While no bills proposing major changes to the state’s tax system advanced this session, the ongoing State and Local Tax Review Task Force has signaled it is mulling such changes for 2025, including eliminating Indiana’s individual income tax. Prosperity Indiana presented to the Task Force in January and called on the General Assembly to “do no harm” Hoosiers and their communities. The presentation included new data co-released in part by Prosperity Indiana and the Indiana Assets & Opportunity Network showing that Indiana already taxes low-income residents at the 2nd-highest rate in the Midwest and 5th-highest in the nation. Eliminating revenue sources without replacement threatens to further imbalance tax burdens on the most vulnerable Hoosiers and threatens resources and services that community economic development organizations provide. 

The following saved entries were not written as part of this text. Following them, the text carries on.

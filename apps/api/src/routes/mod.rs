//! # Routes
//!
//! ## Route Map
//! ```text
//! GET     /health
//!
//! GET     /api/products?name=       POST /api/products
//! GET     /api/products/{id}        PUT  /api/products/{id}    DELETE /api/products/{id}
//!
//! GET     /api/categories           POST /api/categories
//! GET     /api/categories/{id}      PUT  /api/categories/{id}  DELETE /api/categories/{id}
//!
//! POST    /api/checkout
//! GET     /api/transactions/{id}    DELETE /api/transactions/{id}
//!
//! GET     /api/report?start_date=YYYY-MM-DD&end_date=YYYY-MM-DD
//! GET     /api/report/today
//! ```

use axum::routing::{get, post};
use axum::Router;
use serde::Serialize;
use tower_http::trace::TraceLayer;

use crate::state::AppState;

pub mod category;
pub mod checkout;
pub mod health;
pub mod product;
pub mod report;

/// Builds the full application router.
pub fn router(state: AppState) -> Router {
    Router::new()
        .route("/health", get(health::health))
        .route("/api/products", get(product::list_products).post(product::create_product))
        .route(
            "/api/products/{id}",
            get(product::get_product)
                .put(product::update_product)
                .delete(product::delete_product),
        )
        .route(
            "/api/categories",
            get(category::list_categories).post(category::create_category),
        )
        .route(
            "/api/categories/{id}",
            get(category::get_category)
                .put(category::update_category)
                .delete(category::delete_category),
        )
        .route("/api/checkout", post(checkout::create_checkout))
        .route(
            "/api/transactions/{id}",
            get(checkout::get_transaction).delete(checkout::delete_transaction),
        )
        .route("/api/report", get(report::sales_report))
        .route("/api/report/today", get(report::sales_report))
        .layer(TraceLayer::new_for_http())
        .with_state(state)
}

/// Body returned by delete endpoints.
#[derive(Debug, Serialize)]
pub struct MessageResponse {
    pub message: String,
}

impl MessageResponse {
    pub fn new(message: impl Into<String>) -> Self {
        MessageResponse {
            message: message.into(),
        }
    }
}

Preparing for a “monumental” session in 2025: The potential for tax system changes is just part of what legislative leaders are already calling a “monumental” budget session in 2025, with major implications for affordable housing, community development resources, and asset-building and consumer protection policies. And of course, between them is a set of state and federal elections that will determine which policymakers will be in office and making these decisions. 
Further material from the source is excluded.